> [RECORDS TO PROCESS]
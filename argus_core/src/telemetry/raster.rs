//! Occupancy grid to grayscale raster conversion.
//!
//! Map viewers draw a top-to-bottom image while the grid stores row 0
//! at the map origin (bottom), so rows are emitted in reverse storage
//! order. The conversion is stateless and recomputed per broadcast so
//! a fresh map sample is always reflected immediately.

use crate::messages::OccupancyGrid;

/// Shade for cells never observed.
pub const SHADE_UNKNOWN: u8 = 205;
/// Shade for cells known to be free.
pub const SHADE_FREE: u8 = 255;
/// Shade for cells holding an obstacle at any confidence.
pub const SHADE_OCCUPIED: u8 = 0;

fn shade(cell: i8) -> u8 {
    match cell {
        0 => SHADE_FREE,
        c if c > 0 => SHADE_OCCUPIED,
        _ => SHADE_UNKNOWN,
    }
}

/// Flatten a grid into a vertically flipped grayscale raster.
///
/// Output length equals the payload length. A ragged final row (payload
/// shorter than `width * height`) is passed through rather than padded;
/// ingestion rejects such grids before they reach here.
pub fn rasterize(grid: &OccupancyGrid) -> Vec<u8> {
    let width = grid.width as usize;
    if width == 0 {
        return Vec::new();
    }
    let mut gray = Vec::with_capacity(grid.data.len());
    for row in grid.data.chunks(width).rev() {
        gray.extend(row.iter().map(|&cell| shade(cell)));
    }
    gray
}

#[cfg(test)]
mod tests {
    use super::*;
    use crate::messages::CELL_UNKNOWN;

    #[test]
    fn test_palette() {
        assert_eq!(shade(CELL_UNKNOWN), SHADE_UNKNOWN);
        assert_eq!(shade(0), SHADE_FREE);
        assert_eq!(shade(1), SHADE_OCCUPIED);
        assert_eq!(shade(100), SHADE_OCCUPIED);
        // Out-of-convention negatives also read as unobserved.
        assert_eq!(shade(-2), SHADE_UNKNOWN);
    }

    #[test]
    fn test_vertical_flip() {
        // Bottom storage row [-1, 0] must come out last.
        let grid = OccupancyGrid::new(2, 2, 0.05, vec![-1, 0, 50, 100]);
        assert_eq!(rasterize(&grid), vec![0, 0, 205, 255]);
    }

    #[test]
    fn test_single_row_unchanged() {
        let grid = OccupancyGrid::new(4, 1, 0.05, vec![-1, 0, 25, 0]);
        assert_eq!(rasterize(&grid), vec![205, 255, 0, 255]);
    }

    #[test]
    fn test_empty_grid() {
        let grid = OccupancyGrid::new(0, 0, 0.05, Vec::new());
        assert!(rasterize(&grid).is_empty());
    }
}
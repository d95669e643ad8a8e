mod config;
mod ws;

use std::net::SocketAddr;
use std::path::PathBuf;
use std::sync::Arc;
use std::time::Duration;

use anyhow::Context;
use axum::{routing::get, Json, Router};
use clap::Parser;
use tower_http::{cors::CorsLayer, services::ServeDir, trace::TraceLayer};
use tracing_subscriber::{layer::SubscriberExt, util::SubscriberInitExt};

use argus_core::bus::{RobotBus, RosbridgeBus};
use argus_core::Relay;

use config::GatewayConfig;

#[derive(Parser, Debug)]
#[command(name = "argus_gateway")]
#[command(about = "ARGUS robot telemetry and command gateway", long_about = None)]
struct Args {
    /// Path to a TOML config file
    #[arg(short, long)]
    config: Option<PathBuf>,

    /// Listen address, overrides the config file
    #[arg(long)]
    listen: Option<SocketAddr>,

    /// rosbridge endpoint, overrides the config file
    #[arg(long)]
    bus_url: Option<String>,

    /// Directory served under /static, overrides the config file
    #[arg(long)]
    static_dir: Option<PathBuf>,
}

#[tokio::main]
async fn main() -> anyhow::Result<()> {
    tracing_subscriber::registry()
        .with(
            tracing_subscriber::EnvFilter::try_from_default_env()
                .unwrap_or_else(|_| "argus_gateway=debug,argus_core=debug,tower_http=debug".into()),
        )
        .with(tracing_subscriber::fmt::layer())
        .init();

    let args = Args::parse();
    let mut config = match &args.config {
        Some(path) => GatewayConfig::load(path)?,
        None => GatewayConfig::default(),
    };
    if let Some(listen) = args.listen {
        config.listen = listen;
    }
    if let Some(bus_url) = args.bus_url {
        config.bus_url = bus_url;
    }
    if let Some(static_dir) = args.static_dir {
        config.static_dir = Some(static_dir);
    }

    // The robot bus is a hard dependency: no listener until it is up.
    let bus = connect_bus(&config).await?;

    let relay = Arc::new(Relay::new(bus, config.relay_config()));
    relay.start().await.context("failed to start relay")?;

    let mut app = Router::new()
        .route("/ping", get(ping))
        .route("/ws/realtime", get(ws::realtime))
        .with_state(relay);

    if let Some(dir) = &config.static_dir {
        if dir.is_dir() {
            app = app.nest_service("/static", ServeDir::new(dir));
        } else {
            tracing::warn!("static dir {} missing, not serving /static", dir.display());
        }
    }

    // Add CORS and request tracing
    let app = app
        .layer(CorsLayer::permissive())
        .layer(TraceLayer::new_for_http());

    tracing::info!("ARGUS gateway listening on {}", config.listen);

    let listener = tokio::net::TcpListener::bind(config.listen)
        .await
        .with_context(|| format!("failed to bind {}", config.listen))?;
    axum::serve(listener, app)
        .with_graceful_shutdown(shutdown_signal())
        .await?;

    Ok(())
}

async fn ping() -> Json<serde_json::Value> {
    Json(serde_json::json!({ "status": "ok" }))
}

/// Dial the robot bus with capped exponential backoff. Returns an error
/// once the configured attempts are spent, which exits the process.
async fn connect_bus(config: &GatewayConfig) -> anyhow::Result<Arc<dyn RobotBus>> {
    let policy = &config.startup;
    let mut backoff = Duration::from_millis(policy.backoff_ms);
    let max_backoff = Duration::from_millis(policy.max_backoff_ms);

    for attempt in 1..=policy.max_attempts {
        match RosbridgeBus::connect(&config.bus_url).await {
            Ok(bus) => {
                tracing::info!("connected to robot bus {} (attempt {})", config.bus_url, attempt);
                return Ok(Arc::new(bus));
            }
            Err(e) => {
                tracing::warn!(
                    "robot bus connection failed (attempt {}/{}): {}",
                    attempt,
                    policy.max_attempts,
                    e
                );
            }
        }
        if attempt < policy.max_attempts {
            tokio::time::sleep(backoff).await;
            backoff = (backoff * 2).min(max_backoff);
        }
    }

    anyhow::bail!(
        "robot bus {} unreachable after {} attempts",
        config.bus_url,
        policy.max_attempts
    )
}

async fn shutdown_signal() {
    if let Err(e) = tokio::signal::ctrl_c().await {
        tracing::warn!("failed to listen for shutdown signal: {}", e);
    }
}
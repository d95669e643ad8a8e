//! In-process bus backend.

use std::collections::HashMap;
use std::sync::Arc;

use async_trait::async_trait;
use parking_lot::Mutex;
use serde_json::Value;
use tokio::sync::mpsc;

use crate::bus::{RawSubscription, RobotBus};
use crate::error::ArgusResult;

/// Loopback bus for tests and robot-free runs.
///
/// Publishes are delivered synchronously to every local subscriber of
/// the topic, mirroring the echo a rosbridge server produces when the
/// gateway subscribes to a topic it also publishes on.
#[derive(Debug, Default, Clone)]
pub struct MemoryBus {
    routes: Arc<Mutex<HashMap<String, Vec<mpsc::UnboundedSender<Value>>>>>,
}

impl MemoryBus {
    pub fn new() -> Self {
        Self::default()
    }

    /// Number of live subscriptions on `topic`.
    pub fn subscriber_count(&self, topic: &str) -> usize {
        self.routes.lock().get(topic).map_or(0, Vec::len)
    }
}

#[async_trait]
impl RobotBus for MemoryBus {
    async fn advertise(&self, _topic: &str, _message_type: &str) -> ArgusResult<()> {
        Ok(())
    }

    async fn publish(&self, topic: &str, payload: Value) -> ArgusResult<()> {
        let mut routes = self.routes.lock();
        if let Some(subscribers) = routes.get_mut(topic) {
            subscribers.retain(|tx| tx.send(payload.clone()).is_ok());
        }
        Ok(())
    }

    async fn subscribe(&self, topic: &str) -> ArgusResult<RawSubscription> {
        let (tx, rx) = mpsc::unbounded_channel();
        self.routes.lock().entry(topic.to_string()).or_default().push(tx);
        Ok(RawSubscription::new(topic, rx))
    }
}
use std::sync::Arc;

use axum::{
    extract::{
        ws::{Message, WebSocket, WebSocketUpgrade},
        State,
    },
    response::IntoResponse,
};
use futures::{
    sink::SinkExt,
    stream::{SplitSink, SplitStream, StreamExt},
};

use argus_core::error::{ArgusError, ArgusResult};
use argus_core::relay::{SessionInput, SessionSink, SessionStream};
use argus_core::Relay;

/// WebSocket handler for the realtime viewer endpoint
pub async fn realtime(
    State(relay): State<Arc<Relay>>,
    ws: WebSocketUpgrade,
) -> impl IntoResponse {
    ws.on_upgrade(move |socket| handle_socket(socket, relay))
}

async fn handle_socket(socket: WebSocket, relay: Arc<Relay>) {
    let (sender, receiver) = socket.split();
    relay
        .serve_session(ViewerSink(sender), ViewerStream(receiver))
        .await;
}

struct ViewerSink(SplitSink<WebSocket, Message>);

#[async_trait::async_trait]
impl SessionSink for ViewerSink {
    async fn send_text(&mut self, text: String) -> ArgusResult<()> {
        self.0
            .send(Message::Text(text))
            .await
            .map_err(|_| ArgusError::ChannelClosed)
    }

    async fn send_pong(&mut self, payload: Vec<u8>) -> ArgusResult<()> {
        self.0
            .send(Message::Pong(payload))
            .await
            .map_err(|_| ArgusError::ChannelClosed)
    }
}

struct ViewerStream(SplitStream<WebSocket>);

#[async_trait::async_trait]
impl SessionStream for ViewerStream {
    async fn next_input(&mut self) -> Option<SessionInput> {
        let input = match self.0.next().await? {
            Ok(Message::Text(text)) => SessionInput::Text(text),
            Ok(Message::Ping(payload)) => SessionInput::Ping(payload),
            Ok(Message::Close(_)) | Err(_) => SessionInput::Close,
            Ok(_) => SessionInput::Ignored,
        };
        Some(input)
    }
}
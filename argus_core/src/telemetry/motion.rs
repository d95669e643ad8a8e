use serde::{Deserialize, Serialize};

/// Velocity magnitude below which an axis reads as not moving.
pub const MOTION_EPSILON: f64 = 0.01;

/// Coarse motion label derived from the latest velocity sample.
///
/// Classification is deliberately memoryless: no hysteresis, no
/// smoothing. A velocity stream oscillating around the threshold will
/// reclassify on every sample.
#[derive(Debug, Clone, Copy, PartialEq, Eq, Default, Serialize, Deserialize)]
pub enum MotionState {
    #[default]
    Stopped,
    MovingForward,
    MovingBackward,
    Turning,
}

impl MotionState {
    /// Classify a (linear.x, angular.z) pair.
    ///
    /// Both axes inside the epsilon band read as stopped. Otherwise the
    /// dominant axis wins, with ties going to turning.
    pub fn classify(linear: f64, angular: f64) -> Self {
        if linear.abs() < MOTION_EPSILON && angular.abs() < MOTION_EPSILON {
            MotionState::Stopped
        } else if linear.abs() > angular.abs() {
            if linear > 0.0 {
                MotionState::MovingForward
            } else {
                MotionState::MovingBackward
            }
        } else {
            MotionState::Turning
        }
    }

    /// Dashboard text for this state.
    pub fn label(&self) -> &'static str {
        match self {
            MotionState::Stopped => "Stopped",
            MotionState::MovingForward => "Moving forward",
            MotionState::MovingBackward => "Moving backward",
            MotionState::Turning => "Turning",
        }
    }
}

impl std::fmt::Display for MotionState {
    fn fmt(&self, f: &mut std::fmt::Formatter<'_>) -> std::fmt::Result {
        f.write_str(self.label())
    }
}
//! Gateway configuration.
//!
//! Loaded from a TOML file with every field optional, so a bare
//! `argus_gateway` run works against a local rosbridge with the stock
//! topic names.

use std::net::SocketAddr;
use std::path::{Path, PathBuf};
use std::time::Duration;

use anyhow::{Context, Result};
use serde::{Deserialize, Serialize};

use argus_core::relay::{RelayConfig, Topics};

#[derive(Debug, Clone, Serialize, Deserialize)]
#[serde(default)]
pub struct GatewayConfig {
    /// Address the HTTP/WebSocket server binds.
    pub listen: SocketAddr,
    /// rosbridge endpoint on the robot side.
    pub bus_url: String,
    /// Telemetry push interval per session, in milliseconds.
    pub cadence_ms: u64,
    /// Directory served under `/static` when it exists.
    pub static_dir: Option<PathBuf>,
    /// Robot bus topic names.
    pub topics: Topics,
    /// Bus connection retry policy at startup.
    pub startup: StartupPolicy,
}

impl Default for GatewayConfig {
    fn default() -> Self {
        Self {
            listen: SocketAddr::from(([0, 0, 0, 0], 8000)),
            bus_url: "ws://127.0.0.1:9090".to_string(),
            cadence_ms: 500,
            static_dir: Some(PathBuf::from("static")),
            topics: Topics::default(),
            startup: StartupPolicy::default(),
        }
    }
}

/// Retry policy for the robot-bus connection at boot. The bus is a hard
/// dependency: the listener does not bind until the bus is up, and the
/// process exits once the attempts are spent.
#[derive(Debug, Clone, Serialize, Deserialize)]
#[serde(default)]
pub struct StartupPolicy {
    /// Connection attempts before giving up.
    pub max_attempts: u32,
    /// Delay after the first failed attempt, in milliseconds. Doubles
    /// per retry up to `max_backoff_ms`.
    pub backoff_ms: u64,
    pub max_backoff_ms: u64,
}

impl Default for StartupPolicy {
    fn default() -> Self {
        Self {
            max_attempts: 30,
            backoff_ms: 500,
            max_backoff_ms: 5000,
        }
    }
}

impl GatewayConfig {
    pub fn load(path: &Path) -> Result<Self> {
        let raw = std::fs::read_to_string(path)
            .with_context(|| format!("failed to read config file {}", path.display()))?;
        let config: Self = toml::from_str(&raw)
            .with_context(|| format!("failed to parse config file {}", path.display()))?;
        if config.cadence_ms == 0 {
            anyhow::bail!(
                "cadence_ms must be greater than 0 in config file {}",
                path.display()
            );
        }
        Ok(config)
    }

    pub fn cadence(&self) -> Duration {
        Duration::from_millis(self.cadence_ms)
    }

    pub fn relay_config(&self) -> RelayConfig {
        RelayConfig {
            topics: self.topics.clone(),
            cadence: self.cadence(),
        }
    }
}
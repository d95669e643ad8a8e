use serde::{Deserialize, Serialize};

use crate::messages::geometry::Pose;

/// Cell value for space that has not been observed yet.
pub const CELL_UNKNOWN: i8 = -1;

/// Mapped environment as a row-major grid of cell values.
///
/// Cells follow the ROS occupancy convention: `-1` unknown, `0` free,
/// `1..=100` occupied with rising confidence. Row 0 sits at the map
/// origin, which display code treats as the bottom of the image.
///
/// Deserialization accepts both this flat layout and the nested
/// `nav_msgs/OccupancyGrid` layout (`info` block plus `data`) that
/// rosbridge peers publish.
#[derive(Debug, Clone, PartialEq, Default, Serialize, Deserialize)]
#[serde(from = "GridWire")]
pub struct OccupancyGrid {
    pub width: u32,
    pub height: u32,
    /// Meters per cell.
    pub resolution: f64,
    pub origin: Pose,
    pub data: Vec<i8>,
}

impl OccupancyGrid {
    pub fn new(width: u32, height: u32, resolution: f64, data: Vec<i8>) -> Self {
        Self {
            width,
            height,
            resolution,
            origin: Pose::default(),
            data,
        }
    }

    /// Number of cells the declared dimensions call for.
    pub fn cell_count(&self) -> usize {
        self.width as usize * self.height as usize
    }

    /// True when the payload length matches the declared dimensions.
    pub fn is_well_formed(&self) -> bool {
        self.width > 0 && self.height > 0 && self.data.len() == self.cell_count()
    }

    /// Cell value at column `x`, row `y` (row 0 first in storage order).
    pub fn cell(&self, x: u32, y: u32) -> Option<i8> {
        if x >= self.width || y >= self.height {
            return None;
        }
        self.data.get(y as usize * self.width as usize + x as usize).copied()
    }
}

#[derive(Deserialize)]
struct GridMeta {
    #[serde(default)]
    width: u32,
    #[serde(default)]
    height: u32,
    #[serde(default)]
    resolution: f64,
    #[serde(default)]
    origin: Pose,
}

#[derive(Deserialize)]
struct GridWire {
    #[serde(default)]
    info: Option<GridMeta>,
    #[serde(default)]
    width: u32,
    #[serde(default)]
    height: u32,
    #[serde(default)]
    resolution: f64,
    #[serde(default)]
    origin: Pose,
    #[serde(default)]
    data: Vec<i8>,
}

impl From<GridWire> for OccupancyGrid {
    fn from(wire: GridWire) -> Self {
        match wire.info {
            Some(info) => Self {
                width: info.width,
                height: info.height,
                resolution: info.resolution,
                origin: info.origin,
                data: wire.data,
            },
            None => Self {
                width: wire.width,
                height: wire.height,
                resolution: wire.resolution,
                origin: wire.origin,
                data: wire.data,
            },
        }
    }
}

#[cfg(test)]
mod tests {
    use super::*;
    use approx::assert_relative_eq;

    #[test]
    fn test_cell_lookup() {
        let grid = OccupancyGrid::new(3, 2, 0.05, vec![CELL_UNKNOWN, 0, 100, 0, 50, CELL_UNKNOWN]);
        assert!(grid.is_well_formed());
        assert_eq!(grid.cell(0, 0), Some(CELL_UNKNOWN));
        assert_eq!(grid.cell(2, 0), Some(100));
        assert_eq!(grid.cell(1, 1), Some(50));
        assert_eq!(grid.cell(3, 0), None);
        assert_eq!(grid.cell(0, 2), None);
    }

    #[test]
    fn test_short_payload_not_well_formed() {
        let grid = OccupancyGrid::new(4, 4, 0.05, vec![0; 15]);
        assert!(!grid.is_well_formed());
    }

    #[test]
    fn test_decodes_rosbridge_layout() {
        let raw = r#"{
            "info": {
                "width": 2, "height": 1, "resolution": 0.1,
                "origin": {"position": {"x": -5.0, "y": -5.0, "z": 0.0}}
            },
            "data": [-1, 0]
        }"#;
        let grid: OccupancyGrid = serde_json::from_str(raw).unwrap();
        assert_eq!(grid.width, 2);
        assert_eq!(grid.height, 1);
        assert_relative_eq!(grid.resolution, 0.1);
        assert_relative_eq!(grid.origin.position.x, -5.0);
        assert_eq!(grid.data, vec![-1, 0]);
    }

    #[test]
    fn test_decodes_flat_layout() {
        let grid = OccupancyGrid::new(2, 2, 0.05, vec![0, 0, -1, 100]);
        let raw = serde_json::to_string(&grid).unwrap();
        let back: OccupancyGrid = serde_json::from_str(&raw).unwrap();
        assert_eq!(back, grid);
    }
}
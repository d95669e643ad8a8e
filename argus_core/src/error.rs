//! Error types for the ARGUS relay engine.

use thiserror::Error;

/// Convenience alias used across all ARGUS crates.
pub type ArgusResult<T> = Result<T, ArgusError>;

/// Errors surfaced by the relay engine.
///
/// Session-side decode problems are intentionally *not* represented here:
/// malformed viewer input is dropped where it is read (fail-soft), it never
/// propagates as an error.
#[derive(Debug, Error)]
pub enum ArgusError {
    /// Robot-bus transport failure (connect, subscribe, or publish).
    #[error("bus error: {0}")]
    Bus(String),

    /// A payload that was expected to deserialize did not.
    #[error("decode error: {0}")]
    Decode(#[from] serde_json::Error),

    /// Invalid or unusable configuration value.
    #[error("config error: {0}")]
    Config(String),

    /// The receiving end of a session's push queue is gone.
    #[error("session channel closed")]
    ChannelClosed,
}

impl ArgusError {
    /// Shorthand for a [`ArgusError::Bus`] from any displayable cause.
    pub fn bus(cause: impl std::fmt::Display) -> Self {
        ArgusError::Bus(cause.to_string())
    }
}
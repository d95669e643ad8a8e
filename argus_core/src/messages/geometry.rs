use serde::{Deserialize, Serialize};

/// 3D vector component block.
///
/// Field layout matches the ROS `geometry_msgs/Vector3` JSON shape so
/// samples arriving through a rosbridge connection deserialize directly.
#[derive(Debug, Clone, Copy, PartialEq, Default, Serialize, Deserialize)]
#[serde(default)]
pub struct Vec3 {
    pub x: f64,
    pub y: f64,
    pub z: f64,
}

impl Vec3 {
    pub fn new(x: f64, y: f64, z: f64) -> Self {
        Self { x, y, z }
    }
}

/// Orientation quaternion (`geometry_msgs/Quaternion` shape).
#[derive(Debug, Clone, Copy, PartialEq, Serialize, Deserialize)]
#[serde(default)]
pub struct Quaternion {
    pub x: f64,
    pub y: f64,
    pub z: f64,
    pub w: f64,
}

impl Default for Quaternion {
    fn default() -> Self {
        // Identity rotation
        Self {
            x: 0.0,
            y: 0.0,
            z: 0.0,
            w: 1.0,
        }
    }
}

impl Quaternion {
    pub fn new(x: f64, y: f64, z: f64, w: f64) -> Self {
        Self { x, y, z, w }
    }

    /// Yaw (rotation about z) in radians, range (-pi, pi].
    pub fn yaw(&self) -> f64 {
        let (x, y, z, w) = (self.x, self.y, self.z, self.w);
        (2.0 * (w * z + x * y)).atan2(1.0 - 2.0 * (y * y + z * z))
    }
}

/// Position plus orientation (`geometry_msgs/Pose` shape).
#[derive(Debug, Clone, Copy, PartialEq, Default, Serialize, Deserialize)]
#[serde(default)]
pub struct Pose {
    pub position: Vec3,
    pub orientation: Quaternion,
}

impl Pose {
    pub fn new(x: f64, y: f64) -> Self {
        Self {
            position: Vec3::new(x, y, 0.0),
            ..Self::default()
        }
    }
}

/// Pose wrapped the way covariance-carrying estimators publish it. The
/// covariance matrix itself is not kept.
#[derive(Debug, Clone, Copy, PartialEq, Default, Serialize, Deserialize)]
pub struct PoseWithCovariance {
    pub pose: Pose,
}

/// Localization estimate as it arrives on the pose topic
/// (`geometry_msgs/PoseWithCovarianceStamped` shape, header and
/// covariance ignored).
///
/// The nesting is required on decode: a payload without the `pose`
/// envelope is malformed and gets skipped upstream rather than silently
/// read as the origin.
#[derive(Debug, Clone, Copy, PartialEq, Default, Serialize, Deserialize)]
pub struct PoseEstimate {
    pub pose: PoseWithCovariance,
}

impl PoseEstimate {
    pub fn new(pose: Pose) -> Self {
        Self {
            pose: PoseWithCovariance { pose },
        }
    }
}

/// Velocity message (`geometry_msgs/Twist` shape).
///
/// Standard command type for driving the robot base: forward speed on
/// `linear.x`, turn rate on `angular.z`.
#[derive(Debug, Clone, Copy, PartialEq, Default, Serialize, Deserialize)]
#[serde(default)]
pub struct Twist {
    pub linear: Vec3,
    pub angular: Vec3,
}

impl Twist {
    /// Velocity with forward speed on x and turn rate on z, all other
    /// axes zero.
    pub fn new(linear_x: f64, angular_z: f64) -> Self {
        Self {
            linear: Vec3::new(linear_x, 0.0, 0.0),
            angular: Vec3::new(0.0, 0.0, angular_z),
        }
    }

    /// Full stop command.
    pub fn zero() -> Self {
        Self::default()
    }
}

> [YOUR OBJECTIVE] Exact lines only, please: output the listing from the first line to the line with "always reflected immediately.", both included.

> [SOLVED EXERCISE]
filename argus_core/src/telemetry/raster.rs
//! Occupancy grid to grayscale raster conversion.
//!
//! Map viewers draw a top-to-bottom image while the grid stores row 0
//! at the map origin (bottom), so rows are emitted in reverse storage
//! order. The conversion is stateless and recomputed per broadcast so
//! a fresh map sample is always reflected immediately.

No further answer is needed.